At the end of the summer, I finally cleaned out my Minneapolis office. I must have removed dozens of trash bags of books, paper, and office detritus. To make the decision of what to keep and what to toss, I picked up and looked at what seemed like thousands of pieces of paper that I had saved for reasons clear to me in some distant past, but fuzzy now.

There were notes from college classes and papers I wrote years ago, letters from my mother (every single one), copies of the syllabi of classes I taught, stories I started and never finished, unrevised stories with comments from readers, stacks of journals and diaries, drafts and research notes for a novel. I found finished stories (never published) that I barely remember writing as well as poems and essays in various stages of development. Other drawers and cabinets were filled with old photos, greeting cards from friends and family, our Christmas letters, manuals and discs for obsolete computers, mysterious cords and wires for lost electronic devices, staplers, labelers, notepads, and lots of fountain pens with dried ink.

 Paper and more paper

Paper and more paper

Marie Kondo’s The Life-Changing Magic of Tidying Up helped a little as I weeded through all this. Tossing old staplers and computer discs and even books I would never read again was easy, but that poem I wrote in 1967 when I was living and teaching in western Pennsylvania, not so. “Do I love this piece of paper? Does it give me joy?” I asked myself trying to apply Marie Kondo’s simple logic. No, but I can’t let go of the moment it captured–the words that recorded a very specific time in my life.

All those words–what was I trying to say? Why did I hold on to them? Why can’t I let them go? Surely no one else would ever care to read the stuff, not even my own family,  but why was it so valuable to me?

I learned that many of my obsessions are still my obsessions. Reading through all those writings was like looking at a giant quilt of one’s past and seeing repeating patterns, colors, textures, that all seemed to fit together.

One of the essays I ran across was an annotation on writer’s block I wrote over twenty years ago. I don’t know why I thought I had writer’s block when I was creating so many pages full of words, but this strain of resistance within me around writing was something I worried about then and even now–a pattern that repeats itself in the quilt of my writing life.

Quilt/Guilt? Some of my fear of letting go of all those words was also about channeling those finished and unfinished pieces into  publication. I was that person who loved to write, but still the voices of others and the ones in my own head, said, “Publish. Publish.” Wasn’t there a reason for my desire to write and a place in the world for those words to land? If I were a real writer wouldn’t I also be diligent about submitting work and delight in publishing?

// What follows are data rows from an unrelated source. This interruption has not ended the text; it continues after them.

use std::fmt;

use bytes::Bytes;
use serde::de::{MapAccess, SeqAccess, Unexpected, Visitor};
use serde::ser::{SerializeMap, SerializeSeq};
use serde::{Deserialize, Deserializer, Serialize, Serializer};

use crate::date::Date;
use crate::dictionary::Dictionary;
use crate::endpoint::Endpoint;
use crate::surface::{take_in_flight, SharedMemory};

/// A value in the native object tree.
#[derive(Debug, Clone, PartialEq, Default)]
pub enum XpcObject {
    #[default]
    Null,
    Bool(bool),
    Int64(i64),
    UInt64(u64),
    Double(f64),
    String(String),
    Data(Bytes),
    Date(Date),
    Array(Vec<XpcObject>),
    Dictionary(Dictionary),
    Endpoint(Endpoint),
    SharedMemory(SharedMemory),
}

impl XpcObject {
    /// Short name of this object's kind, used in diagnostics.
    pub fn type_name(&self) -> &'static str {
        match self {
            XpcObject::Null => "null",
            XpcObject::Bool(_) => "bool",
            XpcObject::Int64(_) => "int64",
            XpcObject::UInt64(_) => "uint64",
            XpcObject::Double(_) => "double",
            XpcObject::String(_) => "string",
            XpcObject::Data(_) => "data",
            XpcObject::Date(_) => "date",
            XpcObject::Array(_) => "array",
            XpcObject::Dictionary(_) => "dictionary",
            XpcObject::Endpoint(_) => "endpoint",
            XpcObject::SharedMemory(_) => "shared memory surface",
        }
    }

    pub fn is_null(&self) -> bool {
        matches!(self, XpcObject::Null)
    }

    pub fn as_bool(&self) -> Option<bool> {
        match self {
            XpcObject::Bool(b) => Some(*b),
            _ => None,
        }
    }

    pub fn as_i64(&self) -> Option<i64> {
        match self {
            XpcObject::Int64(n) => Some(*n),
            _ => None,
        }
    }

    pub fn as_u64(&self) -> Option<u64> {
        match self {
            XpcObject::UInt64(n) => Some(*n),
            _ => None,
        }
    }

    pub fn as_f64(&self) -> Option<f64> {
        match self {
            XpcObject::Double(n) => Some(*n),
            _ => None,
        }
    }

    pub fn as_str(&self) -> Option<&str> {
        match self {
            XpcObject::String(s) => Some(s),
            _ => None,
        }
    }

    pub fn as_data(&self) -> Option<&Bytes> {
        match self {
            XpcObject::Data(b) => Some(b),
            _ => None,
        }
    }

    pub fn as_array(&self) -> Option<&[XpcObject]> {
        match self {
            XpcObject::Array(items) => Some(items),
            _ => None,
        }
    }

    pub fn as_dictionary(&self) -> Option<&Dictionary> {
        match self {
            XpcObject::Dictionary(dict) => Some(dict),
            _ => None,
        }
    }

    pub fn as_dictionary_mut(&mut self) -> Option<&mut Dictionary> {
        match self {
            XpcObject::Dictionary(dict) => Some(dict),
            _ => None,
        }
    }

    /// Take the dictionary out of this object, if it is one.
    pub fn into_dictionary(self) -> Option<Dictionary> {
        match self {
            XpcObject::Dictionary(dict) => Some(dict),
            _ => None,
        }
    }

    pub fn as_endpoint(&self) -> Option<&Endpoint> {
        match self {
            XpcObject::Endpoint(endpoint) => Some(endpoint),
            _ => None,
        }
    }

    pub fn as_shared_memory(&self) -> Option<&SharedMemory> {
        match self {
            XpcObject::SharedMemory(surface) => Some(surface),
            _ => None,
        }
    }

    pub fn as_date(&self) -> Option<Date> {
        match self {
            XpcObject::Date(date) => Some(*date),
            _ => None,
        }
    }

    pub(crate) fn unexpected(&self) -> Unexpected<'_> {
        match self {
            XpcObject::Null => Unexpected::Unit,
            XpcObject::Bool(b) => Unexpected::Bool(*b),
            XpcObject::Int64(n) => Unexpected::Signed(*n),
            XpcObject::UInt64(n) => Unexpected::Unsigned(*n),
            XpcObject::Double(n) => Unexpected::Float(*n),
            XpcObject::String(s) => Unexpected::Str(s),
            XpcObject::Data(b) => Unexpected::Bytes(b),
            XpcObject::Array(_) => Unexpected::Seq,
            XpcObject::Dictionary(_) => Unexpected::Map,
            other => Unexpected::Other(other.type_name()),
        }
    }
}

macro_rules! impl_from {
    ($($ty:ty => $variant:ident),* $(,)?) => {
        $(
            impl From<$ty> for XpcObject {
                fn from(value: $ty) -> Self {
                    XpcObject::$variant(value.into())
                }
            }
        )*
    };
}

impl_from! {
    bool => Bool,
    i32 => Int64,
    i64 => Int64,
    u32 => UInt64,
    u64 => UInt64,
    f64 => Double,
    String => String,
    &str => String,
    Bytes => Data,
    Vec<u8> => Data,
    Date => Date,
    Vec<XpcObject> => Array,
    Dictionary => Dictionary,
    Endpoint => Endpoint,
    SharedMemory => SharedMemory,
}

impl<T: Into<XpcObject>> From<Option<T>> for XpcObject {
    fn from(value: Option<T>) -> Self {
        value.map_or(XpcObject::Null, Into::into)
    }
}

impl Serialize for XpcObject {
    fn serialize<S: Serializer>(&self, serializer: S) -> Result<S::Ok, S::Error> {
        match self {
            XpcObject::Null => serializer.serialize_unit(),
            XpcObject::Bool(b) => serializer.serialize_bool(*b),
            XpcObject::Int64(n) => serializer.serialize_i64(*n),
            XpcObject::UInt64(n) => serializer.serialize_u64(*n),
            XpcObject::Double(n) => serializer.serialize_f64(*n),
            XpcObject::String(s) => serializer.serialize_str(s),
            XpcObject::Data(b) => serializer.serialize_bytes(b),
            XpcObject::Date(date) => date.serialize(serializer),
            XpcObject::Array(items) => {
                let mut seq = serializer.serialize_seq(Some(items.len()))?;
                for item in items {
                    seq.serialize_element(item)?;
                }
                seq.end()
            }
            XpcObject::Dictionary(dict) => {
                let mut map = serializer.serialize_map(Some(dict.len()))?;
                for (key, value) in dict.iter() {
                    map.serialize_entry(key, value)?;
                }
                map.end()
            }
            XpcObject::Endpoint(endpoint) => endpoint.serialize(serializer),
            XpcObject::SharedMemory(surface) => surface.serialize(serializer),
        }
    }
}

impl<'de> Deserialize<'de> for XpcObject {
    fn deserialize<D: Deserializer<'de>>(deserializer: D) -> Result<Self, D::Error> {
        deserializer.deserialize_any(ObjectVisitor)
    }
}

struct ObjectVisitor;

impl<'de> Visitor<'de> for ObjectVisitor {
    type Value = XpcObject;

    fn expecting(&self, f: &mut fmt::Formatter<'_>) -> fmt::Result {
        f.write_str("any native object value")
    }

    fn visit_bool<E>(self, v: bool) -> Result<XpcObject, E> {
        Ok(XpcObject::Bool(v))
    }

    fn visit_i64<E>(self, v: i64) -> Result<XpcObject, E> {
        Ok(XpcObject::Int64(v))
    }

    fn visit_u64<E>(self, v: u64) -> Result<XpcObject, E> {
        Ok(XpcObject::UInt64(v))
    }

    fn visit_f64<E>(self, v: f64) -> Result<XpcObject, E> {
        Ok(XpcObject::Double(v))
    }

    fn visit_str<E>(self, v: &str) -> Result<XpcObject, E> {
        Ok(XpcObject::String(v.to_string()))
    }

    fn visit_string<E>(self, v: String) -> Result<XpcObject, E> {
        Ok(XpcObject::String(v))
    }

    fn visit_bytes<E>(self, v: &[u8]) -> Result<XpcObject, E> {
        Ok(XpcObject::Data(Bytes::copy_from_slice(v)))
    }

    fn visit_byte_buf<E>(self, v: Vec<u8>) -> Result<XpcObject, E> {
        Ok(XpcObject::Data(Bytes::from(v)))
    }

    fn visit_none<E>(self) -> Result<XpcObject, E> {
        Ok(XpcObject::Null)
    }

    fn visit_unit<E>(self) -> Result<XpcObject, E> {
        Ok(XpcObject::Null)
    }

    fn visit_some<D: Deserializer<'de>>(self, deserializer: D) -> Result<XpcObject, D::Error> {
        deserializer.deserialize_any(self)
    }

    // Only the object bridge yields newtypes from `deserialize_any`: a
    // parked surface, an endpoint path, or date nanoseconds.
    fn visit_newtype_struct<D: Deserializer<'de>>(self, d: D) -> Result<XpcObject, D::Error> {
        let inner = XpcObject::deserialize(d)?;
        if let Some(surface) = take_in_flight() {
            return Ok(XpcObject::SharedMemory(surface));
        }
        Ok(match inner {
            XpcObject::String(path) => XpcObject::Endpoint(Endpoint::from_socket_path(path)),
            XpcObject::Int64(nanos) => XpcObject::Date(Date::from_unix_nanos(nanos)),
            other => other,
        })
    }

    fn visit_seq<A: SeqAccess<'de>>(self, mut seq: A) -> Result<XpcObject, A::Error> {
        let mut items = Vec::with_capacity(seq.size_hint().unwrap_or(0).min(4096));
        while let Some(item) = seq.next_element()? {
            items.push(item);
        }
        Ok(XpcObject::Array(items))
    }

    fn visit_map<A: MapAccess<'de>>(self, mut map: A) -> Result<XpcObject, A::Error> {
        let mut dict = Dictionary::new();
        while let Some((key, value)) = map.next_entry::<String, XpcObject>()? {
            dict.insert(key, value);
        }
        Ok(XpcObject::Dictionary(dict))
    }
}

#[cfg(test)]
mod tests {
    use super::*;

    #[test]
    fn json_values_map_onto_native_kinds() {
        let obj: XpcObject =
            serde_json::from_str(r#"{"text":"hi","n":-3,"u":7,"f":1.5,"list":[true,null]}"#)
                .unwrap();
        let dict = obj.as_dictionary().unwrap();
        assert_eq!(dict.get_string("text"), Some("hi"));
        assert_eq!(dict.get_int64("n"), Some(-3));
        assert_eq!(dict.get_uint64("u"), Some(7));
        assert_eq!(dict.get_double("f"), Some(1.5));
        assert_eq!(
            dict.get("list").and_then(XpcObject::as_array).map(<[_]>::len),
            Some(2)
        );
    }

    #[test]
    fn native_objects_print_as_json() {
        let mut dict = Dictionary::new();
        dict.set_string("name", "caps");
        dict.insert("blob", XpcObject::from(vec![1u8, 2]));
        let json = serde_json::to_value(XpcObject::Dictionary(dict)).unwrap();
        assert_eq!(json["name"], "caps");
        assert_eq!(json["blob"], serde_json::json!([1, 2]));
    }

    #[test]
    fn option_converts_to_null() {
        assert!(XpcObject::from(Option::<i64>::None).is_null());
        assert_eq!(XpcObject::from(Some(3i64)), XpcObject::Int64(3));
    }
}
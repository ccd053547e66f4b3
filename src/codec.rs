//! Postings byte-level codecs.
//!
//! Two variants, dispatched through a tagged enum chosen at Writer/Reader
//! construction time (a `ProfileType` -> `Box<dyn SearchProfile>`-style
//! dispatch, collapsed here to a plain enum match since there are only two
//! codecs and neither needs trait-object indirection):
//!
//! - [`PostingsEncoding::Standard`]: fixed 4-byte little-endian integers, no
//!   gap transform. Reference implementation.
//! - [`PostingsEncoding::Vbe`]: variable-byte encoding with gap-coding for
//!   doc-id lists, raw (ungapped) for term-frequency lists.

use crate::error::IndexError;

/// Selects which byte-level postings codec a Writer/Reader uses.
#[derive(Debug, Clone, Copy, PartialEq, Eq)]
pub enum PostingsEncoding {
    Standard,
    Vbe,
}

impl PostingsEncoding {
    /// Encode a strictly increasing, non-empty doc-id list.
    pub fn encode_postings(&self, doc_ids: &[u32]) -> Result<Vec<u8>, IndexError> {
        match self {
            PostingsEncoding::Standard => Ok(encode_standard(doc_ids)),
            PostingsEncoding::Vbe => encode_vbe_postings(doc_ids),
        }
    }

    /// Decode a doc-id list previously produced by [`Self::encode_postings`].
    pub fn decode_postings(&self, bytes: &[u8]) -> Result<Vec<u32>, IndexError> {
        match self {
            PostingsEncoding::Standard => decode_standard(bytes),
            PostingsEncoding::Vbe => decode_vbe_postings(bytes),
        }
    }

    /// Encode a positive-integer term-frequency list (no gap transform, ever).
    pub fn encode_tf(&self, tfs: &[u32]) -> Result<Vec<u8>, IndexError> {
        match self {
            PostingsEncoding::Standard => Ok(encode_standard(tfs)),
            PostingsEncoding::Vbe => encode_vbe_raw(tfs),
        }
    }

    /// Decode a term-frequency list previously produced by [`Self::encode_tf`].
    pub fn decode_tf(&self, bytes: &[u8]) -> Result<Vec<u32>, IndexError> {
        match self {
            PostingsEncoding::Standard => decode_standard(bytes),
            PostingsEncoding::Vbe => decode_vbe_raw(bytes),
        }
    }
}

// ---------------------------------------------------------------------
// Standard: fixed 4-byte little-endian, no gap transform.
// ---------------------------------------------------------------------

fn encode_standard(values: &[u32]) -> Vec<u8> {
    let mut out = Vec::with_capacity(values.len() * 4);
    for &v in values {
        out.extend_from_slice(&v.to_le_bytes());
    }
    out
}

fn decode_standard(bytes: &[u8]) -> Result<Vec<u32>, IndexError> {
    if bytes.len() % 4 != 0 {
        return Err(IndexError::MalformedPostings(
            "standard-encoded stream length is not a multiple of 4".to_string(),
        ));
    }
    Ok(bytes
        .chunks_exact(4)
        .map(|c| u32::from_le_bytes([c[0], c[1], c[2], c[3]]))
        .collect())
}

// ---------------------------------------------------------------------
// VBE: 7-bit groups, most-significant group first, high bit set on the
// terminating (last) byte.
// ---------------------------------------------------------------------

fn encode_vbe_u64(mut n: u64, out: &mut Vec<u8>) {
    let mut groups = Vec::with_capacity(10);
    loop {
        groups.push((n & 0x7f) as u8);
        n >>= 7;
        if n == 0 {
            break;
        }
    }
    groups.reverse(); // most-significant group first
    let last = groups.len() - 1;
    for (i, g) in groups.into_iter().enumerate() {
        if i == last {
            out.push(g | 0x80);
        } else {
            out.push(g);
        }
    }
}

fn decode_vbe_u64(bytes: &[u8]) -> Result<(u64, usize), IndexError> {
    let mut value: u64 = 0;
    for (i, &b) in bytes.iter().enumerate() {
        let continuing = b & 0x80 != 0;
        let group = (b & 0x7f) as u64;
        if value > (u64::MAX >> 7) {
            return Err(IndexError::EncodingOverflow);
        }
        value = (value << 7)
            .checked_add(group)
            .ok_or(IndexError::EncodingOverflow)?;
        if continuing {
            return Ok((value, i + 1));
        }
    }
    Err(IndexError::MalformedPostings(
        "VBE stream ended mid-number (no terminator byte)".to_string(),
    ))
}

fn encode_vbe_raw(values: &[u32]) -> Result<Vec<u8>, IndexError> {
    let mut out = Vec::with_capacity(values.len());
    for &v in values {
        encode_vbe_u64(v as u64, &mut out);
    }
    Ok(out)
}

fn decode_vbe_raw(bytes: &[u8]) -> Result<Vec<u32>, IndexError> {
    let mut out = Vec::new();
    let mut pos = 0;
    while pos < bytes.len() {
        let (value, consumed) = decode_vbe_u64(&bytes[pos..])?;
        pos += consumed;
        out.push(u32::try_from(value).map_err(|_| IndexError::EncodingOverflow)?);
    }
    Ok(out)
}

fn encode_vbe_postings(doc_ids: &[u32]) -> Result<Vec<u8>, IndexError> {
    if doc_ids.is_empty() {
        return Ok(Vec::new());
    }
    let mut gaps = Vec::with_capacity(doc_ids.len());
    gaps.push(doc_ids[0]);
    for w in doc_ids.windows(2) {
        gaps.push(
            w[1].checked_sub(w[0])
                .ok_or(IndexError::EncodingOverflow)?,
        );
    }
    encode_vbe_raw(&gaps)
}

fn decode_vbe_postings(bytes: &[u8]) -> Result<Vec<u32>, IndexError> {
    let gaps = decode_vbe_raw(bytes)?;
    let mut out = Vec::with_capacity(gaps.len());
    let mut acc: u64 = 0;
    for (i, &g) in gaps.iter().enumerate() {
        if i == 0 {
            acc = g as u64;
        } else {
            acc = acc
                .checked_add(g as u64)
                .ok_or(IndexError::EncodingOverflow)?;
        }
        out.push(u32::try_from(acc).map_err(|_| IndexError::EncodingOverflow)?);
    }
    Ok(out)
}
//! Pure sorted-merge of parallel `(docID, value)` lists.
//!
//! Used both by the external merger (summing term frequencies for equal
//! docIDs across intermediate indexes) and by the retriever (summing partial
//! scores for equal docIDs across query terms). A pure function rather than
//! the original's `.sort()`-mutating `sorted_merge_posts_and_tfs` (spec.md
//! §9 design note: the port must not mutate its inputs).

/// Merge two doc-id-sorted `(doc_id, value)` lists into one, strictly
/// increasing by doc_id, summing values when a doc_id appears in both.
/// Associative: the order in which a set of lists is pairwise-merged does
/// not affect the final result.
pub fn sorted_merge<T: Copy + std::ops::Add<Output = T>>(
    a_docs: &[u32],
    a_vals: &[T],
    b_docs: &[u32],
    b_vals: &[T],
) -> (Vec<u32>, Vec<T>) {
    let mut out_docs = Vec::with_capacity(a_docs.len() + b_docs.len());
    let mut out_vals = Vec::with_capacity(a_docs.len() + b_docs.len());

    let mut i = 0;
    let mut j = 0;
    while i < a_docs.len() && j < b_docs.len() {
        match a_docs[i].cmp(&b_docs[j]) {
            std::cmp::Ordering::Less => {
                out_docs.push(a_docs[i]);
                out_vals.push(a_vals[i]);
                i += 1;
            }
            std::cmp::Ordering::Greater => {
                out_docs.push(b_docs[j]);
                out_vals.push(b_vals[j]);
                j += 1;
            }
            std::cmp::Ordering::Equal => {
                out_docs.push(a_docs[i]);
                out_vals.push(a_vals[i] + b_vals[j]);
                i += 1;
                j += 1;
            }
        }
    }
    out_docs.extend_from_slice(&a_docs[i..]);
    out_vals.extend_from_slice(&a_vals[i..]);
    out_docs.extend_from_slice(&b_docs[j..]);
    out_vals.extend_from_slice(&b_vals[j..]);

    (out_docs, out_vals)
}

#[cfg(test)]
mod tests {
    use super::*;

    #[test]
    fn s2_merge_example() {
        // L1 = [(1,34),(3,2),(4,23)], L2 = [(1,11),(2,4),(4,3),(6,13)]
        let (docs, tfs) = sorted_merge(&[1, 3, 4], &[34u32, 2, 23], &[1, 2, 4, 6], &[11, 4, 3, 13]);
        assert_eq!(docs, vec![1, 2, 3, 4, 6]);
        assert_eq!(tfs, vec![45, 4, 2, 26, 13]);
    }

    #[test]
    fn pure_does_not_mutate_inputs() {
        let a_docs = [1u32, 5];
        let a_vals = [1u32, 1];
        let b_docs = [2u32, 5];
        let b_vals = [1u32, 1];
        let _ = sorted_merge(&a_docs, &a_vals, &b_docs, &b_vals);
        assert_eq!(a_docs, [1, 5]);
        assert_eq!(b_docs, [2, 5]);
    }

    #[test]
    fn associative_regardless_of_pairing_order() {
        let lists: Vec<(Vec<u32>, Vec<u32>)> = vec![
            (vec![1, 4], vec![1, 1]),
            (vec![2, 4], vec![1, 1]),
            (vec![3, 4], vec![1, 1]),
        ];

        // ((L1 + L2) + L3)
        let (d12, v12) = sorted_merge(&lists[0].0, &lists[0].1, &lists[1].0, &lists[1].1);
        let left = sorted_merge(&d12, &v12, &lists[2].0, &lists[2].1);

        // (L1 + (L2 + L3))
        let (d23, v23) = sorted_merge(&lists[1].0, &lists[1].1, &lists[2].0, &lists[2].1);
        let right = sorted_merge(&lists[0].0, &lists[0].1, &d23, &v23);

        assert_eq!(left, right);
    }

    #[test]
    fn disjoint_lists_concatenate_in_order() {
        let (docs, vals) = sorted_merge(&[1, 2], &[10u32, 20], &[3, 4], &[30, 40]);
        assert_eq!(docs, vec![1, 2, 3, 4]);
        assert_eq!(vals, vec![10, 20, 30, 40]);
    }
}
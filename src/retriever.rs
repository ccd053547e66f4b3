//! Term-at-a-time TF-IDF and BM25 retrieval over a merged index.
//!
//! Grounded on `bsbi.py::retrieve_tfidf`/`retrieve_bm25`: per-term
//! accumulators combined by the same sorted-merge used to build the index
//! ([`crate::accumulate::sorted_merge`], here summing partial `f64` scores
//! instead of `u32` term frequencies), then a score-descending, docID-
//! ascending-tiebreak top-k selection. The original's accumulator list is
//! built by repeated in-place `.sort()`+reverse; this port keeps the
//! function pure and adds the ascending-docID tiebreak explicitly rather
//! than leaving final order dependent on sort stability or the source's
//! sort-reverse-reverse idiom.

use crate::accumulate::sorted_merge;
use crate::analyzer::Analyzer;
use crate::config::Bm25Params;
use crate::error::QueryError;
use crate::id_map::IdMap;
use crate::index_file::IndexReader;

/// Rank documents against `query` by TF-IDF, returning up to `top_k`
/// `(score, doc_path)` pairs sorted score-descending, ties broken by
/// ascending docID. Unknown query terms and terms absent from the index
/// are silently skipped; an empty or all-unknown query yields `[]`.
pub fn retrieve_tfidf(
    query: &str,
    analyzer: &Analyzer,
    term_map: &IdMap,
    doc_map: &IdMap,
    reader: &mut IndexReader,
    top_k: usize,
) -> Result<Vec<(f64, String)>, QueryError> {
    retrieve_with_weighting(query, analyzer, term_map, doc_map, reader, top_k, |tf, _doc_id| {
        if tf > 0 {
            1.0 + (tf as f64).log10()
        } else {
            0.0
        }
    })
}

/// Rank documents against `query` by BM25, returning up to `top_k`
/// `(score, doc_path)` pairs. Same term-skipping and tiebreak rules as
/// [`retrieve_tfidf`].
pub fn retrieve_bm25(
    query: &str,
    analyzer: &Analyzer,
    term_map: &IdMap,
    doc_map: &IdMap,
    reader: &mut IndexReader,
    params: Bm25Params,
    top_k: usize,
) -> Result<Vec<(f64, String)>, QueryError> {
    let doc_length: std::collections::HashMap<u32, u32> = reader.doc_length().clone();
    let avdl = if doc_length.is_empty() {
        0.0
    } else {
        doc_length.values().copied().sum::<u32>() as f64 / doc_length.len() as f64
    };
    let k1 = params.k1;
    let b = params.b;

    retrieve_with_weighting(query, analyzer, term_map, doc_map, reader, top_k, move |tf, doc_id| {
        let dl = *doc_length.get(&doc_id).unwrap_or(&0) as f64;
        let numerator = (k1 + 1.0) * tf as f64;
        let denom = k1 * ((1.0 - b) + b * dl / avdl) + tf as f64;
        numerator / denom
    })
}

fn retrieve_with_weighting<F>(
    query: &str,
    analyzer: &Analyzer,
    term_map: &IdMap,
    doc_map: &IdMap,
    reader: &mut IndexReader,
    top_k: usize,
    wtd: F,
) -> Result<Vec<(f64, String)>, QueryError>
where
    F: Fn(u32, u32) -> f64,
{
    let start = std::time::Instant::now();
    let n = reader.doc_length().len() as f64;
    let mut acc: Option<(Vec<u32>, Vec<f64>)> = None;

    for term in analyzer.analyze(query) {
        let Some(term_id) = term_map.id_of(&term) else {
            continue;
        };
        let Some(entry) = reader.directory_entry(term_id) else {
            continue;
        };
        let df = entry.df as f64;
        let (doc_ids, tfs) = reader.get(term_id)?;
        let wtq = (n / df).log10();
        let scores: Vec<f64> = doc_ids
            .iter()
            .zip(tfs.iter())
            .map(|(&d, &tf)| wtd(tf, d) * wtq)
            .collect();

        acc = Some(match acc.take() {
            None => (doc_ids, scores),
            Some((cur_docs, cur_scores)) => sorted_merge(&cur_docs, &cur_scores, &doc_ids, &scores),
        });
    }

    let Some((doc_ids, scores)) = acc else {
        log::debug!("query {query:?}: no matching terms, took {:?}", start.elapsed());
        return Ok(Vec::new());
    };

    let mut candidates: Vec<(u32, f64)> = doc_ids.into_iter().zip(scores).collect();
    candidates.sort_by(|a, b| b.1.partial_cmp(&a.1).unwrap().then(a.0.cmp(&b.0)));
    candidates.truncate(top_k);

    let results: Vec<(f64, String)> = candidates
        .into_iter()
        .filter_map(|(doc_id, score)| doc_map.str_of(doc_id).map(|path| (score, path.to_string())))
        .collect();
    log::debug!(
        "query {query:?}: {} results, took {:?}",
        results.len(),
        start.elapsed()
    );
    Ok(results)
}

#[cfg(test)]
mod tests {
    use super::*;
    use crate::codec::PostingsEncoding;
    use crate::index_file::IndexWriter;
    use tempfile::tempdir;

    /// Build the S3 index directly (bypassing the indexer) and return the
    /// pieces retrieval needs.
    fn s3_index() -> (Analyzer, IdMap, IdMap, IndexReader, tempfile::TempDir) {
        let analyzer = Analyzer::new();
        let mut term_map = IdMap::new();
        let mut doc_map = IdMap::new();

        let doc0 = doc_map.get_or_assign("a.txt");
        let doc1 = doc_map.get_or_assign("b.txt");

        let cat = term_map.get_or_assign("cat");
        let sat = term_map.get_or_assign("sat");
        let mat = term_map.get_or_assign("mat");
        let dog = term_map.get_or_assign("dog");
        assert_eq!(doc0, 0);
        assert_eq!(doc1, 1);

        let dir = tempdir().unwrap();
        let mut w = IndexWriter::create(dir.path(), "main_index", PostingsEncoding::Vbe).unwrap();
        w.append(cat, &[doc0, doc1], &[1, 1]).unwrap();
        w.append(sat, &[doc0], &[1]).unwrap();
        w.append(mat, &[doc0], &[1]).unwrap();
        w.append(dog, &[doc1], &[1]).unwrap();
        w.close().unwrap();

        let reader = IndexReader::open(dir.path(), "main_index", PostingsEncoding::Vbe).unwrap();
        (analyzer, term_map, doc_map, reader, dir)
    }

    #[test]
    fn s4_tfidf_cat_ties_broken_by_ascending_doc_id() {
        let (analyzer, term_map, doc_map, mut reader, _dir) = s3_index();
        let results = retrieve_tfidf("cat", &analyzer, &term_map, &doc_map, &mut reader, 10).unwrap();
        assert_eq!(results, vec![(0.0, "a.txt".to_string()), (0.0, "b.txt".to_string())]);
    }

    #[test]
    fn s4_tfidf_dog() {
        let (analyzer, term_map, doc_map, mut reader, _dir) = s3_index();
        let results = retrieve_tfidf("dog", &analyzer, &term_map, &doc_map, &mut reader, 10).unwrap();
        assert_eq!(results.len(), 1);
        assert_eq!(results[0].1, "b.txt");
        assert!((results[0].0 - 0.30103).abs() < 1e-4);
    }

    #[test]
    fn s5_bm25_dog() {
        let (analyzer, term_map, doc_map, mut reader, _dir) = s3_index();
        let params = Bm25Params { k1: 1.2, b: 0.75 };
        let results = retrieve_bm25("dog", &analyzer, &term_map, &doc_map, &mut reader, params, 10).unwrap();
        assert_eq!(results.len(), 1);
        assert_eq!(results[0].1, "b.txt");
        assert!((results[0].0 - 0.3279).abs() < 1e-3);
    }

    #[test]
    fn s5_bm25_cat_both_zero() {
        let (analyzer, term_map, doc_map, mut reader, _dir) = s3_index();
        let params = Bm25Params { k1: 1.2, b: 0.75 };
        let results = retrieve_bm25("cat", &analyzer, &term_map, &doc_map, &mut reader, params, 10).unwrap();
        assert_eq!(results, vec![(0.0, "a.txt".to_string()), (0.0, "b.txt".to_string())]);
    }

    #[test]
    fn unknown_query_term_yields_empty_result() {
        let (analyzer, term_map, doc_map, mut reader, _dir) = s3_index();
        let results = retrieve_tfidf("zzzznotaword", &analyzer, &term_map, &doc_map, &mut reader, 10).unwrap();
        assert!(results.is_empty());
    }

    #[test]
    fn empty_query_yields_empty_result() {
        let (analyzer, term_map, doc_map, mut reader, _dir) = s3_index();
        let results = retrieve_tfidf("   123 456  ", &analyzer, &term_map, &doc_map, &mut reader, 10).unwrap();
        assert!(results.is_empty());
    }

    #[test]
    fn top_k_truncates() {
        let (analyzer, term_map, doc_map, mut reader, _dir) = s3_index();
        let results = retrieve_tfidf("cat", &analyzer, &term_map, &doc_map, &mut reader, 1).unwrap();
        assert_eq!(results, vec![(0.0, "a.txt".to_string())]);
    }

    #[test]
    fn retriever_config_default_top_k_matches_spec() {
        let (analyzer, term_map, doc_map, mut reader, _dir) = s3_index();
        let config = crate::config::RetrieverConfig::default();
        let results =
            retrieve_tfidf("cat", &analyzer, &term_map, &doc_map, &mut reader, config.top_k).unwrap();
        assert_eq!(results.len(), 2);
    }
}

In that short essay on writer’s block buried in a forgotten file, I refer to two books and one story. The first is Eugene Herrigel’s Zen in the Art of Archery (U.S. publication,1953). While the focus of Herrigel’s book appears to be archery, the other key words in the title are zen and art. Herrigel, a German philosopher, writes about the ten years he spent training with a Zen Master in the art of archery. Substitute archery for writing and the message of the book (while not always perfectly clear to the my Western mind) helps me to understand why I thought my problem was as simple as “writer’s block.”

The second book I wrote about in my writer’s block essay was Natalie Goldberg’s Writing Down the Bones (1987). Natalie Goldberg studied with Dainin Katagiri Roshi at the Minnesota Zen Center from 1978 to 1984. “Why do you come to sit meditation?” Roshi asked her. “Why don’t you make writing your practice? If you go deep into your writing, it will take you every place.” In her book, Natalie relates her Zen practice to writing. “There is a Zen saying,” she tells us, “‘Talk when you talk, walk when you walk, and die when you die.’ Write when you write. Stop battling yourself with guilt, accusations, and strong-arm threats.” Stop resisting, I would say now, many years later. Stop resisting. Be myself.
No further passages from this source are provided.